Principle:Ggml org Ggml Vision Encoder Execution
Summary
Processing images through a vision encoder network to produce dense feature representations. A vision encoder takes raw pixel input and transforms it into compact, semantically rich embeddings that downstream tasks (segmentation, detection, classification) can consume.
Theory
Vision Transformer (ViT)
The Vision Transformer (ViT) architecture patches an image into fixed-size patches, projects each patch to an embedding vector, and processes the sequence through transformer blocks with self-attention.
ViT Architecture Pipeline:
- Patch Embedding -- A conv2d projection splits the image into non-overlapping patches (e.g., 16x16 pixels) and linearly projects each patch into an embedding dimension.
- Positional Encoding -- Learned or sinusoidal positional encodings are added to preserve spatial information.
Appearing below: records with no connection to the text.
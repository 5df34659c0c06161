// Copyright (c) 2024-2025 R3BL LLC. Licensed under Apache License, Version 2.0.

use tracing_core::LevelFilter;

pub const DEFAULT_LOG_FILE: &str = "line_editor.log";

/// Where the logs go, and how much of them.
///
/// The editor owns the terminal in raw mode, so anything written to stdout while it runs
/// lands in the middle of the input line. The binary only ever uses
/// [`WriterConfig::File`]. The display variants are there for tests and headless use.
#[derive(Debug, Clone)]
pub struct TracingConfig {
    pub writer_config: WriterConfig,
    pub level_filter: LevelFilter,
}

#[derive(Debug, Clone, PartialEq, Eq)]
pub enum WriterConfig {
    None,
    Display(DisplayPreference),
    File(String /* tracing_log_file_path_and_prefix */),
    DisplayAndFile(
        DisplayPreference,
        String, /* tracing_log_file_path_and_prefix */
    ),
}

#[derive(Debug, Clone, Copy, PartialEq, Eq)]
pub enum DisplayPreference {
    Stdout,
    Stderr,
}

impl TracingConfig {
    #[must_use]
    pub fn new_file(filename: Option<String>, level_filter: LevelFilter) -> Self {
        Self {
            writer_config: WriterConfig::File(
                filename.unwrap_or_else(|| DEFAULT_LOG_FILE.to_string()),
            ),
            level_filter,
        }
    }

    #[must_use]
    pub fn new_display(preferred_display: DisplayPreference, level_filter: LevelFilter) -> Self {
        Self {
            writer_config: WriterConfig::Display(preferred_display),
            level_filter,
        }
    }

    #[must_use]
    pub fn get_writer_config(&self) -> WriterConfig { self.writer_config.clone() }

    #[must_use]
    pub fn get_level_filter(&self) -> LevelFilter { self.level_filter }
}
- N Transformer Blocks -- Each block follows the structure:
- LayerNorm -> Multi-Head Self-Attention (MHSA) -> Residual Connection
- LayerNorm -> MLP (Feed-Forward Network) -> Residual Connection
- Neck -- Convolutional projections (e.g., 1x1 conv followed by 3x3 conv) reduce dimensionality and refine features for downstream use.
Alternative: CNN Backbone
Convolutional Neural Network (CNN) backbones follow a different paradigm:
- conv2d -> batch normalization -> activation -> pooling, repeated across multiple stages
- Produces hierarchical feature maps at decreasing spatial resolutions
- Each stage captures progressively more abstract features
Output
The vision encoder produces a dense feature map / embeddings that encode both spatial and semantic information about the input image.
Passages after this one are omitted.